Newcomer Alison Oliver stars as Frances, the main protagonist of Conversations with Friends. Twenty-four-year-old Oliver snagged an audition for the series fresh out of acting school in Dublin and landed the role, which will most likely be her breakthrough performance. Like her predecessor Daisy Edgar-Jones, she may be set up for potential stardom if the series performs well. Actors Sasha Lane (Loki, The Miseducation of Cameron Post), Joe Alwyn (The Favorite, Boy Erased), and Jemima Kurke (Girls, Sex Education) round out the rest of this small cast. Together, they are creating a tight-knit atmosphere that revolves solely around the lives of the four characters they portray.

Frances (Alison Oliver) is twenty-one and a college student in Dublin. A bit shy, at the beginning of the series, she has a tendency to be framed alone, appearing almost small in the camera’s gaze. Her best friend and ex-girlfriend Bobbi (Sasha Lane) also happens to be Frances’ slam poetry partner, which places viewers at the beginning of this story. One night after performing at a local venue, they meet a well-known writer (Jemima Kurke), who, in turn, introduces them to her husband. This begins a series of complicated threads that binds these four characters together to the point where it almost becomes painful.
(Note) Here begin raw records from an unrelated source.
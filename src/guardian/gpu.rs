// GPU resource tracking
//
// An explicit instrumentation facade over the host's GPU factory: callers
// create textures/programs/buffers through the facade, which records
// creation timestamps per handle. The periodic check compares live counts
// against soft limits and only warns; the tracker never destroys GPU
// objects it does not own. Wrapping is guarded so a factory is
// instrumented at most once.

use std::collections::HashMap;
use std::sync::{Arc, Mutex};

use serde::{Deserialize, Serialize};
use tracing::{debug, warn};

use crate::host::GpuFactory;

#[derive(Debug, Clone, Serialize, Deserialize)]
pub struct GpuSoftLimits {
    pub max_textures: usize,
    pub max_programs: usize,
}

impl Default for GpuSoftLimits {
    fn default() -> Self {
        Self {
            max_textures: 64,
            max_programs: 32,
        }
    }
}

/// Live-count snapshot for status reporting.
#[derive(Debug, Clone, Copy, Default, Serialize, Deserialize)]
pub struct GpuResourceCounts {
    pub textures: usize,
    pub programs: usize,
    pub buffers: usize,
}

#[derive(Default)]
struct TrackerState {
    textures: HashMap<u64, u64>,
    programs: HashMap<u64, u64>,
    buffers: HashMap<u64, u64>,
}

/// Instrumented GPU factory. Implements [`GpuFactory`] itself so it can
/// be passed anywhere the raw factory was.
pub struct TrackedGpu {
    inner: Arc<dyn GpuFactory>,
    state: Mutex<TrackerState>,
    /// Set when the wrapped factory was already instrumented; the outer
    /// layer then delegates without counting, so double-wrapping never
    /// double-counts.
    passthrough: bool,
    now_ms: Box<dyn Fn() -> u64 + Send + Sync>,
}

impl TrackedGpu {
    /// Wrap a factory. Wrapping an already-tracked factory yields a
    /// passthrough layer, keeping instrumentation single.
    pub fn wrap<F>(inner: Arc<dyn GpuFactory>, now_ms: F) -> Arc<Self>
    where
        F: Fn() -> u64 + Send + Sync + 'static,
    {
        let passthrough = inner.is_instrumented();
        if passthrough {
            debug!("gpu factory already instrumented; outer wrap is passthrough");
        }
        Arc::new(Self {
            inner,
            state: Mutex::new(TrackerState::default()),
            passthrough,
            now_ms: Box::new(now_ms),
        })
    }

    fn record(&self, map: fn(&mut TrackerState) -> &mut HashMap<u64, u64>, id: u64) {
        if self.passthrough {
            return;
        }
        if let Ok(mut state) = self.state.lock() {
            map(&mut state).insert(id, (self.now_ms)());
        }
    }

    /// Renderer disposed a texture it created through the facade.
    pub fn release_texture(&self, id: u64) {
        if let Ok(mut state) = self.state.lock() {
            state.textures.remove(&id);
        }
    }

    pub fn release_program(&self, id: u64) {
        if let Ok(mut state) = self.state.lock() {
            state.programs.remove(&id);
        }
    }

    pub fn release_buffer(&self, id: u64) {
        if let Ok(mut state) = self.state.lock() {
            state.buffers.remove(&id);
        }
    }

    pub fn counts(&self) -> GpuResourceCounts {
        self.state
            .lock()
            .map(|state| GpuResourceCounts {
                textures: state.textures.len(),
                programs: state.programs.len(),
                buffers: state.buffers.len(),
            })
            .unwrap_or_default()
    }

    /// Warn-only soft limit check; returns the live counts.
    pub fn check_limits(&self, limits: &GpuSoftLimits) -> GpuResourceCounts {
        let counts = self.counts();
        if counts.textures > limits.max_textures {
            warn!(
                live = counts.textures,
                limit = limits.max_textures,
                "texture count over soft limit"
            );
        }
        if counts.programs > limits.max_programs {
            warn!(
                live = counts.programs,
                limit = limits.max_programs,
                "program count over soft limit"
            );
        }
        counts
    }

    /// Drop all bookkeeping, e.g. after a context loss invalidated every
    /// handle.
    pub fn reset(&self) {
        if let Ok(mut state) = self.state.lock() {
            state.textures.clear();
            state.programs.clear();
            state.buffers.clear();
        }
    }
}

impl GpuFactory for TrackedGpu {
    fn create_texture(&self) -> u64 {
        let id = self.inner.create_texture();
        self.record(|s| &mut s.textures, id);
        id
    }

    fn create_program(&self) -> u64 {
        let id = self.inner.create_program();
        self.record(|s| &mut s.programs, id);
        id
    }

    fn create_buffer(&self) -> u64 {
        let id = self.inner.create_buffer();
        self.record(|s| &mut s.buffers, id);
        id
    }

    fn is_instrumented(&self) -> bool {
        true
    }
}

#[cfg(test)]
mod tests {
    use super::*;
    use crate::testing::FakeGpu;

    fn tracked() -> Arc<TrackedGpu> {
        TrackedGpu::wrap(Arc::new(FakeGpu::new()), || 0)
    }

    #[test]
    fn test_creation_is_counted() {
        let gpu = tracked();
        let t1 = gpu.create_texture();
        let _t2 = gpu.create_texture();
        let _p = gpu.create_program();
        let counts = gpu.counts();
        assert_eq!(counts.textures, 2);
        assert_eq!(counts.programs, 1);
        assert_eq!(counts.buffers, 0);

        gpu.release_texture(t1);
        assert_eq!(gpu.counts().textures, 1);
    }

    #[test]
    fn test_double_wrap_does_not_double_count() {
        let once = tracked();
        let twice = TrackedGpu::wrap(Arc::clone(&once) as Arc<dyn GpuFactory>, || 0);

        twice.create_texture();
        assert_eq!(once.counts().textures, 1, "inner layer counts");
        assert_eq!(twice.counts().textures, 0, "outer layer is passthrough");
    }

    #[test]
    fn test_soft_limit_check_never_destroys() {
        let gpu = tracked();
        for _ in 0..70 {
            gpu.create_texture();
        }
        let counts = gpu.check_limits(&GpuSoftLimits::default());
        assert_eq!(counts.textures, 70, "check only warns, objects survive");
    }

    #[test]
    fn test_reset_clears_bookkeeping() {
        let gpu = tracked();
        gpu.create_buffer();
        gpu.create_program();
        gpu.reset();
        let counts = gpu.counts();
        assert_eq!(counts.buffers + counts.programs, 0);
    }
}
The writer’s husband, Nick, meets with Frances more, sparking a romantic affair. Their relationship is straightforward on the screen, but it is much more complicated than that story-wise. Conversations with Friends refuses to diminish the emotional impacts their relationship has on each other—there is no denying that what these two have may be greater than the pieces of Nick’s marriage. Or, at least, from the perspective that the show sets it up to be. With sex scenes that feel more amplified than the ones seen in Normal People, the relationship between Nick and Frances is supposed to be electric, almost magnetic.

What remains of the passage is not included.